Lindley v. Commissioner

*744opinion.

Leech:

Section 23 (a) of the Revenue Act of 1928 permits the deduction in computing net income of “ all the ordinary and necessary expenses paid or incurred during the taxable year in carrying on any trade or business * * Petitioner contends that the payments made by her to attorneys under the circumstances set out in our findings represent business expenses incurred in the administration of the estate of her mother, Mary T. Hill. It is her contention that she was engaged in the business of the administration of that estate, due to the refusal of the.regular administrator to act in prosecuting an appeal from the judgment rendered against him by the District Court. The authorities cited in support of this contention are decisions holding expenses of the administrator in defending or prosecuting suits against or on behalf of the estate are business expenses deductible by him from gross income of the estate.

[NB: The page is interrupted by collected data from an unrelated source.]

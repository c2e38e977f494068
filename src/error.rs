// src/error.rs

//! Unified error handling for the crawler application.

use thiserror::Error;

/// Result type alias for crawler operations.
pub type Result<T> = std::result::Result<T, AppError>;

/// Unified application error type.
#[derive(Error, Debug)]
pub enum AppError {
    /// I/O operation failed
    #[error("I/O error: {0}")]
    Io(#[from] std::io::Error),

    /// HTTP request failed
    #[error("HTTP error: {0}")]
    Http(#[from] reqwest::Error),

    /// JSON serialization/deserialization failed
    #[error("JSON error: {0}")]
    Json(#[from] serde_json::Error),

    /// CSV writing failed
    #[error("CSV error: {0}")]
    Csv(#[from] csv::Error),

    /// TOML parsing failed
    #[error("TOML parse error: {0}")]
    Toml(#[from] toml::de::Error),

    /// URL parsing failed
    #[error("URL parse error: {0}")]
    Url(#[from] url::ParseError),

    /// The hidden __VIEWSTATE field is absent from a form response
    #[error("missing __VIEWSTATE field in {context}")]
    MissingViewState { context: String },

    /// A response has fewer select elements than the form chain expects
    #[error("select #{index} not found in {context}")]
    MissingSelect { index: usize, context: String },

    /// Data validation error
    #[error("Validation error: {0}")]
    Validation(String),
}

impl AppError {
    /// Create a missing-view-state error for the given page context.
    pub fn missing_view_state(context: impl Into<String>) -> Self {
        Self::MissingViewState {
            context: context.into(),
        }
    }

    /// Create a missing-select error for the given page context.
    pub fn missing_select(index: usize, context: impl Into<String>) -> Self {
        Self::MissingSelect {
            index,
            context: context.into(),
        }
    }

    /// Create a validation error.
    pub fn validation(message: impl Into<String>) -> Self {
        Self::Validation(message.into())
    }
}
// src/services/form.rs

//! Form state extraction for the exam-search page.
//!
//! The search page is a classic WebForms postback form: every response
//! carries a hidden `__VIEWSTATE` token and a set of cascading `<select>`
//! controls. A submission must echo the token back and name the triggering
//! control in `__EVENTTARGET`, or the server drops the selection.

use scraper::{ElementRef, Html, Selector};

use crate::error::{AppError, Result};
use crate::utils::text_of;

/// Hidden field carrying the server-side form state.
pub const VIEW_STATE_FIELD: &str = "__VIEWSTATE";

/// Field naming the control that triggered the postback.
pub const EVENT_TARGET_FIELD: &str = "__EVENTTARGET";

/// An `(id, name)` pair read from a dropdown option.
#[derive(Debug, Clone, PartialEq, Eq)]
pub struct SelectOption {
    pub id: i64,
    pub name: String,
}

/// Extract the `__VIEWSTATE` token from a response document.
///
/// Without the token the rest of the form chain cannot proceed, so absence
/// is fatal for the page.
pub fn extract_view_state(document: &Html, context: &str) -> Result<String> {
    let input_sel = Selector::parse(r#"input[id="__VIEWSTATE"]"#).unwrap();
    document
        .select(&input_sel)
        .next()
        .and_then(|input| input.value().attr("value"))
        .map(|value| value.trim().to_string())
        .ok_or_else(|| AppError::missing_view_state(context))
}

/// Return the n-th `<select>` element (1-indexed) and its form field name.
pub fn get_select<'a>(
    document: &'a Html,
    select_num: usize,
    context: &str,
) -> Result<(ElementRef<'a>, String)> {
    let select_sel = Selector::parse("select").unwrap();
    let select = document
        .select(&select_sel)
        .nth(select_num - 1)
        .ok_or_else(|| AppError::missing_select(select_num, context))?;
    let field_name = select
        .value()
        .attr("name")
        .map(|name| name.trim().to_string())
        .ok_or_else(|| AppError::missing_select(select_num, context))?;
    Ok((select, field_name))
}

/// Enumerate the real options of a dropdown in document order.
///
/// The first option is always a "choose..." placeholder and is dropped.
/// Options without a usable numeric value are skipped with a warning; an
/// option that has a value but no text is skipped with an error, since that
/// points at a deeper change in the page markup.
pub fn extract_options(select: ElementRef<'_>, what: &str) -> Vec<SelectOption> {
    let option_sel = Selector::parse("option").unwrap();
    let mut records = Vec::new();

    for option in select.select(&option_sel).skip(1) {
        let raw_id = option
            .value()
            .attr("value")
            .map(str::trim)
            .filter(|value| !value.is_empty());
        let Some(raw_id) = raw_id else {
            log::warn!("{what} option does not have an id, skipping");
            continue;
        };
        let Ok(id) = raw_id.parse::<i64>() else {
            log::warn!("{what} option has a non-numeric id {raw_id:?}, skipping");
            continue;
        };

        let name = text_of(option);
        if name.is_empty() {
            log::error!("{what} option has an id={id} but not a name, skipping");
            continue;
        }

        records.push(SelectOption { id, name });
    }

    records
}
// src/models/record.rs

//! Crawl record types.
//!
//! Everything the crawl emits is one of four shapes: a megama (faculty),
//! a course, a lecturer, or an exam document. Solutions are exam documents
//! with `is_solution` set rather than a separate shape.

use serde::{Deserialize, Serialize};

/// A megama (faculty) parsed from the top-level dropdown.
#[derive(Debug, Clone, Serialize, Deserialize, PartialEq, Eq)]
pub struct Megama {
    pub id: i64,
    pub name: String,
}

/// A course within a megama.
///
/// Course ids are reused across megamot in the source data, so a course is
/// identified by `(name, megama_id)` rather than by id alone.
#[derive(Debug, Clone, Serialize, Deserialize, PartialEq, Eq)]
pub struct Course {
    pub id: i64,
    pub name: String,
    pub megama_id: i64,
}

/// A lecturer, attached to the course under which they were seen.
///
/// The site exposes no lecturer id; the full tuple is the identity.
#[derive(Debug, Clone, Serialize, Deserialize, PartialEq, Eq, Hash)]
pub struct Lecturer {
    pub name: String,
    pub megama_id: i64,
    pub course_id: i64,
}

/// One exam document row.
///
/// `link` carries the sentinel `"NULL"` when the row had no usable anchor,
/// never an empty string. Exams are not deduplicated; repeats across moed
/// and semester variants are legitimate.
#[derive(Debug, Clone, Serialize, Deserialize, PartialEq, Eq)]
pub struct Exam {
    pub megama_id: i64,
    pub course_id: i64,
    pub year: String,
    pub semester: String,
    pub moed: String,
    pub lecturer: String,
    pub link: String,
    pub is_solution: bool,
}

/// Tagged union over everything the crawl emits.
///
/// Serialized with an `item_type` discriminator so downstream consumers can
/// route records without inspecting their fields.
#[derive(Debug, Clone, Serialize, Deserialize, PartialEq, Eq)]
#[serde(tag = "item_type", rename_all = "snake_case")]
pub enum Record {
    Megama(Megama),
    Course(Course),
    Lecturer(Lecturer),
    Exam(Exam),
}

impl Record {
    /// The discriminator tag, as it appears in serialized output.
    pub fn item_type(&self) -> &'static str {
        match self {
            Record::Megama(_) => "megama",
            Record::Course(_) => "course",
            Record::Lecturer(_) => "lecturer",
            Record::Exam(_) => "exam",
        }
    }
}
//! Stria Sim -- a headless enemy simulation on top of [`stria_ecs`].
//!
//! Enemies spawn at the left edge, run straight along +x, wither and expire.
//! The crate carries the common game components and the systems that use
//! them; every structural change goes through the tick's command queue.
//!
//! # Quick Start
//!
//! ```
//! use stria_sim::prelude::*;
//!
//! let config = SimConfig { ticks: 30, initial_enemies: 4, ..SimConfig::default() };
//! let mut sim = Simulation::new(config).unwrap();
//! let summary = sim.run();
//!
//! assert_eq!(summary.ticks, 30);
//! assert_eq!(summary.alive, summary.enemies);
//! ```

#![deny(unsafe_code)]

pub mod components;
pub mod config;
pub mod simulation;
pub mod systems;

/// Re-export the ECS crate for convenience.
pub use stria_ecs;

// ---------------------------------------------------------------------------
// Prelude
// ---------------------------------------------------------------------------

/// Convenience re-exports for common simulation usage.
pub mod prelude {
    pub use stria_ecs::prelude::*;

    pub use crate::components::{Enemy, Hp, LifeTime, Map, Position, RunStraightAi, Speed};
    pub use crate::config::{ConfigError, SimConfig};
    pub use crate::simulation::{Simulation, Summary};
    pub use crate::systems::{EnemySpec, Roster, Stats};
}
//! Fixed-timestep system runner.
//!
//! The [`TickLoop`] owns a [`World`] and two ordered lists of systems. Each
//! tick:
//!
//! 1. Every *independent* system runs once, in registration order.
//! 2. Every *joined* system runs once per entity matching its [`Query`], in
//!    registration order, visiting entities in ascending id order.
//! 3. The shared [`Commands`] queue is applied to the world (FIFO).
//! 4. Destructions postponed by the joins are carried out.
//! 5. The tick counter advances.
//!
//! A joined system may also carry a precompute step that runs once per tick,
//! before its entity loop, and whose result is handed to every invocation
//! that tick.
//!
//! # Example
//!
//! ```
//! use stria_ecs::prelude::*;
//!
//! struct Pos(f64);
//! struct Vel(f64);
//!
//! let world = World::new();
//! let e = world.create();
//! world.insert_component(e.id(), Pos(0.0));
//! world.insert_component(e.id(), Vel(2.0));
//!
//! let mut tick_loop = TickLoop::new(world, TickConfig::default());
//! tick_loop.add_system_with::<(Pos, Vel), _, _, _>(
//!     "movement",
//!     |_world| 0.5_f64,
//!     |join, dt, _cmds| {
//!         let (pos, vel) = join.components();
//!         pos.0 += vel.0 * *dt;
//!     },
//! );
//! tick_loop.run_ticks(4);
//!
//! assert_eq!(tick_loop.tick_count(), 4);
//! assert_eq!(tick_loop.world().get_component::<Pos>(e.id()).unwrap().0, 4.0);
//! ```

use std::time::{Duration, Instant};

use tracing::{debug, trace};

use crate::command::{ApplyReport, Commands};
use crate::query::{Join, Query};
use crate::world::World;

// ---------------------------------------------------------------------------
// TickConfig
// ---------------------------------------------------------------------------

/// Configuration for the fixed-timestep tick loop.
#[derive(Debug, Clone, serde::Serialize, serde::Deserialize)]
pub struct TickConfig {
    /// Fixed time step in seconds per tick. Must be positive and finite.
    pub fixed_dt: f64,
}

impl Default for TickConfig {
    /// 60 Hz.
    fn default() -> Self {
        Self {
            fixed_dt: 1.0 / 60.0,
        }
    }
}

// ---------------------------------------------------------------------------
// TickDiagnostics
// ---------------------------------------------------------------------------

/// Timing and bookkeeping for the last tick.
#[derive(Debug, Clone, Default)]
pub struct TickDiagnostics {
    /// Wall-clock time per system, in execution order.
    pub system_times: Vec<(String, Duration)>,
    /// Total time for the tick.
    pub total_time: Duration,
    /// Time spent applying commands.
    pub command_apply_time: Duration,
    /// Outcome of the command apply.
    pub report: ApplyReport,
}

// ---------------------------------------------------------------------------
// Systems
// ---------------------------------------------------------------------------

type SystemFn = Box<dyn FnMut(&World, &mut Commands)>;

struct RegisteredSystem {
    name: String,
    run: SystemFn,
}

// ---------------------------------------------------------------------------
// TickLoop
// ---------------------------------------------------------------------------

/// Drives a [`World`] forward one tick at a time.
///
/// Execution is deterministic: system order is fixed at registration, joins
/// visit entities in id order and commands apply in FIFO order. Randomness
/// belongs in seeded generators owned by the systems.
pub struct TickLoop {
    world: World,
    commands: Commands,
    /// Run once per tick, before any joined system.
    independent: Vec<RegisteredSystem>,
    /// Run once per matching entity per tick.
    joined: Vec<RegisteredSystem>,
    tick_counter: u64,
    config: TickConfig,
    last_diagnostics: TickDiagnostics,
}

impl TickLoop {
    /// Create a tick loop around `world`.
    ///
    /// # Panics
    ///
    /// Panics if `config.fixed_dt` is not positive and finite.
    pub fn new(world: World, config: TickConfig) -> Self {
        assert!(
            config.fixed_dt > 0.0 && config.fixed_dt.is_finite(),
            "fixed_dt must be positive and finite, got {}",
            config.fixed_dt
        );
        Self {
            world,
            commands: Commands::new(),
            independent: Vec::new(),
            joined: Vec::new(),
            tick_counter: 0,
            config,
            last_diagnostics: TickDiagnostics::default(),
        }
    }

    fn assert_unique(&self, name: &str) {
        assert!(
            !self
                .independent
                .iter()
                .chain(&self.joined)
                .any(|s| s.name == name),
            "duplicate system name: {name:?}"
        );
    }

    /// Register a system that runs once per tick with no entity binding.
    ///
    /// # Panics
    ///
    /// Panics if a system with the same name is already registered.
    pub fn add_independent_system<F>(&mut self, name: &str, func: F)
    where
        F: FnMut(&World, &mut Commands) + 'static,
    {
        self.assert_unique(name);
        debug!(system = name, kind = "independent", "system registered");
        self.independent.push(RegisteredSystem {
            name: name.to_owned(),
            run: Box::new(func),
        });
    }

    /// Register a system that runs once for every entity holding all of `Q`.
    ///
    /// `func` receives the join positioned on the current entity. It must not
    /// advance the join itself.
    ///
    /// # Panics
    ///
    /// Panics if a system with the same name is already registered.
    pub fn add_system<Q, F>(&mut self, name: &str, mut func: F)
    where
        Q: Query,
        F: FnMut(&mut Join<'_, Q>, &mut Commands) + 'static,
    {
        self.assert_unique(name);
        debug!(system = name, components = ?Q::type_names(), "system registered");
        let run = move |world: &World, cmds: &mut Commands| {
            let mut join = world.query::<Q>();
            while !join.is_done() {
                func(&mut join, cmds);
                join.advance();
            }
        };
        self.joined.push(RegisteredSystem {
            name: name.to_owned(),
            run: Box::new(run),
        });
    }

    /// Like [`add_system`](Self::add_system), with a `precompute` step run
    /// once per tick whose result is passed to every invocation of `func`.
    ///
    /// # Panics
    ///
    /// Panics if a system with the same name is already registered.
    pub fn add_system_with<Q, P, Pre, F>(
        &mut self,
        name: &str,
        mut precompute: Pre,
        mut func: F,
    ) where
        Q: Query,
        P: 'static,
        Pre: FnMut(&World) -> P + 'static,
        F: FnMut(&mut Join<'_, Q>, &P, &mut Commands) + 'static,
    {
        self.assert_unique(name);
        debug!(
            system = name,
            components = ?Q::type_names(),
            precompute = true,
            "system registered"
        );
        let run = move |world: &World, cmds: &mut Commands| {
            let shared = precompute(world);
            let mut join = world.query::<Q>();
            while !join.is_done() {
                func(&mut join, &shared, cmds);
                join.advance();
            }
        };
        self.joined.push(RegisteredSystem {
            name: name.to_owned(),
            run: Box::new(run),
        });
    }

    /// Execute one tick.
    pub fn tick(&mut self) {
        let tick_start = Instant::now();
        let mut system_times = Vec::with_capacity(self.system_count());

        for system in self.independent.iter_mut().chain(self.joined.iter_mut()) {
            let start = Instant::now();
            self.commands.set_issuer(Some(&system.name));
            (system.run)(&self.world, &mut self.commands);
            system_times.push((system.name.clone(), start.elapsed()));
        }
        self.commands.set_issuer(None);

        let apply_start = Instant::now();
        let report = self.commands.apply(&self.world);
        let command_apply_time = apply_start.elapsed();
        self.world.flush();

        self.tick_counter += 1;
        trace!(
            tick = self.tick_counter,
            applied = report.success_count,
            failed = report.failed_count,
            "tick complete"
        );

        self.last_diagnostics = TickDiagnostics {
            system_times,
            total_time: tick_start.elapsed(),
            command_apply_time,
            report,
        };
    }

    /// Run `count` ticks. Returns the number of commands applied
    /// successfully across all of them.
    pub fn run_ticks(&mut self, count: u64) -> u64 {
        let mut applied = 0u64;
        for _ in 0..count {
            self.tick();
            applied += self.last_diagnostics.report.success_count as u64;
        }
        applied
    }

    // -- accessors ----------------------------------------------------------

    /// The number of ticks executed so far.
    pub fn tick_count(&self) -> u64 {
        self.tick_counter
    }

    /// Simulation time in seconds, computed as `tick_count * fixed_dt`.
    pub fn sim_time(&self) -> f64 {
        self.tick_counter as f64 * self.config.fixed_dt
    }

    /// The fixed time step in seconds per tick.
    pub fn fixed_dt(&self) -> f64 {
        self.config.fixed_dt
    }

    /// The world being simulated.
    pub fn world(&self) -> &World {
        &self.world
    }

    /// Give the world back, dropping every system.
    pub fn into_world(self) -> World {
        self.world
    }

    /// Commands queued outside of a tick are applied with the next one.
    pub fn commands(&mut self) -> &mut Commands {
        &mut self.commands
    }

    /// The number of registered systems.
    pub fn system_count(&self) -> usize {
        self.independent.len() + self.joined.len()
    }

    /// System names in execution order: independent, then joined.
    pub fn system_names(&self) -> Vec<&str> {
        self.independent
            .iter()
            .chain(&self.joined)
            .map(|s| s.name.as_str())
            .collect()
    }

    /// Diagnostics from the last tick.
    pub fn last_diagnostics(&self) -> &TickDiagnostics {
        &self.last_diagnostics
    }
}

impl std::fmt::Debug for TickLoop {
    fn fmt(&self, f: &mut std::fmt::Formatter<'_>) -> std::fmt::Result {
        f.debug_struct("TickLoop")
            .field("tick_counter", &self.tick_counter)
            .field("config", &self.config)
            .field("systems", &self.system_names())
            .field("world", &self.world)
            .finish()
    }
}

// ---------------------------------------------------------------------------
// Tests
// ---------------------------------------------------------------------------
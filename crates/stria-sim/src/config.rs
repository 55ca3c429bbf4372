//! Simulation configuration.
//!
//! Loaded from a JSON file; every field has a default so a partial file (or
//! none at all) is fine. Command-line flags override individual fields.

use std::path::Path;

use serde::{Deserialize, Serialize};

/// Errors raised while loading or validating a [`SimConfig`].
#[derive(Debug, thiserror::Error)]
pub enum ConfigError {
    #[error("failed to read config file '{path}': {source}")]
    Io {
        path: String,
        #[source]
        source: std::io::Error,
    },

    #[error("failed to parse config file '{path}': {source}")]
    Parse {
        path: String,
        #[source]
        source: serde_json::Error,
    },

    #[error("invalid config: {0}")]
    Invalid(String),
}

/// Parameters of one headless simulation run.
#[derive(Debug, Clone, PartialEq, Serialize, Deserialize)]
#[serde(default)]
pub struct SimConfig {
    /// Seed for the spawner's generator. Same seed, same run.
    pub seed: u64,
    /// Ticks to run.
    pub ticks: u64,
    /// Enemies present before the first tick.
    pub initial_enemies: u32,
    /// Spawn one enemy every this many ticks. 0 disables spawning.
    pub spawn_every: u64,
    /// Seconds per tick.
    pub fixed_dt: f64,
    /// Lifetime of a spawned enemy is drawn from `lifetime_min..=lifetime_max`.
    pub lifetime_min: u32,
    pub lifetime_max: u32,
    /// Hit points of a spawned enemy.
    pub enemy_hp: i32,
    /// Speed of a spawned enemy is drawn from `speed_min..speed_max`.
    pub speed_min: f32,
    pub speed_max: f32,
    /// Log a census line every this many ticks. 0 disables it.
    pub census_every: u64,
}

impl Default for SimConfig {
    fn default() -> Self {
        Self {
            seed: 0x5eed,
            ticks: 600,
            initial_enemies: 16,
            spawn_every: 10,
            fixed_dt: 1.0 / 60.0,
            lifetime_min: 60,
            lifetime_max: 240,
            enemy_hp: 120,
            speed_min: 0.5,
            speed_max: 4.0,
            census_every: 60,
        }
    }
}

impl SimConfig {
    /// Read a config from a JSON file and validate it.
    pub fn from_path(path: impl AsRef<Path>) -> Result<Self, ConfigError> {
        let path = path.as_ref();
        let display = path.display().to_string();
        let text = std::fs::read_to_string(path).map_err(|source| ConfigError::Io {
            path: display.clone(),
            source,
        })?;
        let config: SimConfig = serde_json::from_str(&text).map_err(|source| ConfigError::Parse {
            path: display,
            source,
        })?;
        config.validate()?;
        Ok(config)
    }

    /// Reject settings the simulation cannot run with.
    pub fn validate(&self) -> Result<(), ConfigError> {
        if !(self.fixed_dt > 0.0 && self.fixed_dt.is_finite()) {
            return Err(ConfigError::Invalid(format!(
                "fixed_dt must be positive and finite, got {}",
                self.fixed_dt
            )));
        }
        if self.lifetime_min == 0 || self.lifetime_min > self.lifetime_max {
            return Err(ConfigError::Invalid(format!(
                "lifetime range {}..={} is empty or starts at zero",
                self.lifetime_min, self.lifetime_max
            )));
        }
        if !(self.speed_min.is_finite() && self.speed_max.is_finite())
            || self.speed_min >= self.speed_max
        {
            return Err(ConfigError::Invalid(format!(
                "speed range {}..{} is empty",
                self.speed_min, self.speed_max
            )));
        }
        if self.enemy_hp <= 0 {
            return Err(ConfigError::Invalid(format!(
                "enemy_hp must be positive, got {}",
                self.enemy_hp
            )));
        }
        Ok(())
    }
}
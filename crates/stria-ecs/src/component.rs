//! Component type registration.
//!
//! Every component type gets a dense [`ComponentTypeId`] the first time the
//! world sees it. The id is the index of the type's store in the world's column
//! table and the erase-operation identity used by the cleanup ledger.

use std::any::TypeId;
use std::collections::HashMap;
use std::fmt;

// ---------------------------------------------------------------------------
// ComponentTypeId
// ---------------------------------------------------------------------------

/// Opaque, lightweight identifier for a registered component type.
#[derive(Clone, Copy, PartialEq, Eq, Hash, PartialOrd, Ord)]
pub struct ComponentTypeId(pub(crate) u32);

impl ComponentTypeId {
    #[inline]
    pub(crate) fn index(self) -> usize {
        self.0 as usize
    }
}

impl fmt::Debug for ComponentTypeId {
    fn fmt(&self, f: &mut fmt::Formatter<'_>) -> fmt::Result {
        write!(f, "ComponentTypeId({})", self.0)
    }
}

// ---------------------------------------------------------------------------
// ComponentRegistry
// ---------------------------------------------------------------------------

/// Maps Rust types to slots and remembers a display name per slot.
///
/// Names are labels only. Two types may share one.
#[derive(Debug, Default)]
pub struct ComponentRegistry {
    by_type: HashMap<TypeId, ComponentTypeId>,
    /// Indexed by slot.
    names: Vec<String>,
}

impl ComponentRegistry {
    pub fn new() -> Self {
        Self::default()
    }

    /// Slot of `T`, assigning the next one under `name` if `T` is new.
    /// A repeated registration keeps the first name.
    pub fn register<T: 'static>(&mut self, name: &str) -> ComponentTypeId {
        let next = ComponentTypeId(self.names.len() as u32);
        let id = *self.by_type.entry(TypeId::of::<T>()).or_insert(next);
        if id == next {
            self.names.push(name.to_owned());
        }
        id
    }

    pub fn lookup<T: 'static>(&self) -> Option<ComponentTypeId> {
        self.by_type.get(&TypeId::of::<T>()).copied()
    }

    /// Display name of a slot.
    pub fn name(&self, id: ComponentTypeId) -> Option<&str> {
        self.names.get(id.index()).map(String::as_str)
    }

    pub fn len(&self) -> usize {
        self.names.len()
    }

    pub fn is_empty(&self) -> bool {
        self.names.is_empty()
    }
}

// ---------------------------------------------------------------------------
// Tests
// ---------------------------------------------------------------------------

#[cfg(test)]
mod tests {
    use super::*;

    struct Pos;
    struct Tag;

    #[test]
    fn slots_are_dense_and_stable() {
        let mut reg = ComponentRegistry::new();
        let p = reg.register::<Pos>("position");
        let t = reg.register::<Tag>("tag");
        assert_eq!((p.index(), t.index()), (0, 1));
        assert_eq!(reg.register::<Pos>("position_again"), p);
        assert_eq!(reg.len(), 2);
        assert_eq!(reg.lookup::<Tag>(), Some(t));
    }

    #[test]
    fn first_name_wins() {
        let mut reg = ComponentRegistry::new();
        let p = reg.register::<Pos>("position");
        reg.register::<Pos>("renamed");
        assert_eq!(reg.name(p), Some("position"));
    }

    #[test]
    fn names_may_repeat_across_types() {
        let mut reg = ComponentRegistry::new();
        let p = reg.register::<Pos>("thing");
        let t = reg.register::<Tag>("thing");
        assert_ne!(p, t);
        assert_eq!(reg.name(t), Some("thing"));
    }
}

Here we have a different situation. The expense incurred under the facts set out in the findings, if paid by the administrator, would have been clearly deductible by him from income of the estate. However, this expense is not a payment by the estate incident to the carrying on of the business of administration, but one by petitioner as an heir at law of the decedent in protecting her interest as a beneficiary of the estate. We can not agree with petitioner’s contention that in employing counsel and prosecuting the appeal she was merely carrying on the business of administration of the estate, and, even if such conclusion could be reached it would not sustain a personal deduction by petitioner in her individual capacity of expenses incurred for the estate.

As an alternative theory petitioner contends that the expenditures in question were ordinary and necessary expenses incurred by her in *745carrying on her individual business. In support of this she has shown that she is a woman of means, manages her property and makes many sales and purchases of securities.

It may be that expenses incident to the personal activities of petitioner in handling her estate and producing income therefrom represent deductible business expenses, but as to the expense here in question we can not see any connection with such business. The inheritance of property is assuredly not an incident of her purported business. This expense was merely the cost to petitioner of securing her portion of such inheritance. In George P. Douglas, 1 B. T. A. 372, we said: “Legal expenses incurred in breaking a will by which a taxpayer comes into possession of his inheritance are not expenses incurred in carrying on a trade or business.”

In Caroline T. Kissel, 15 B. T. A. 1270, cited as authority by petitioner, we had a question clearly distinguishable from that here presented. There, we allowed the deduction, by a woman engaged in business, of expenses incurred by her in litigation in respect to taxes claimed as due upon the income of such business. If petitioner in the present proceeding were engaged in business, the property in respect to which these expenses were incurred was not used therein, and the expense was not connected therewith and did not grow out of such business so as to bring the case within the rule laid down in Kornhauser v. United States, 276 U. S. 145.

In Alice P. Bachofen von Echt, 21 B. T. A. 702, we denied the deduction of legal expenses incurred by the taxpayer in recovering from the Alien Property Custodian her sequestrated property and a large amount of accumulated income thereon. See also Helen A. P. Merriman, 21 B. T. A. 67; aff'd., 55 Fed. (2d) 879; Commissioner v. Field, 42 Fed. (2d) 820; Thomas Williams, 21 B. T. A. 109.

Judgment will be entered for the resfondent.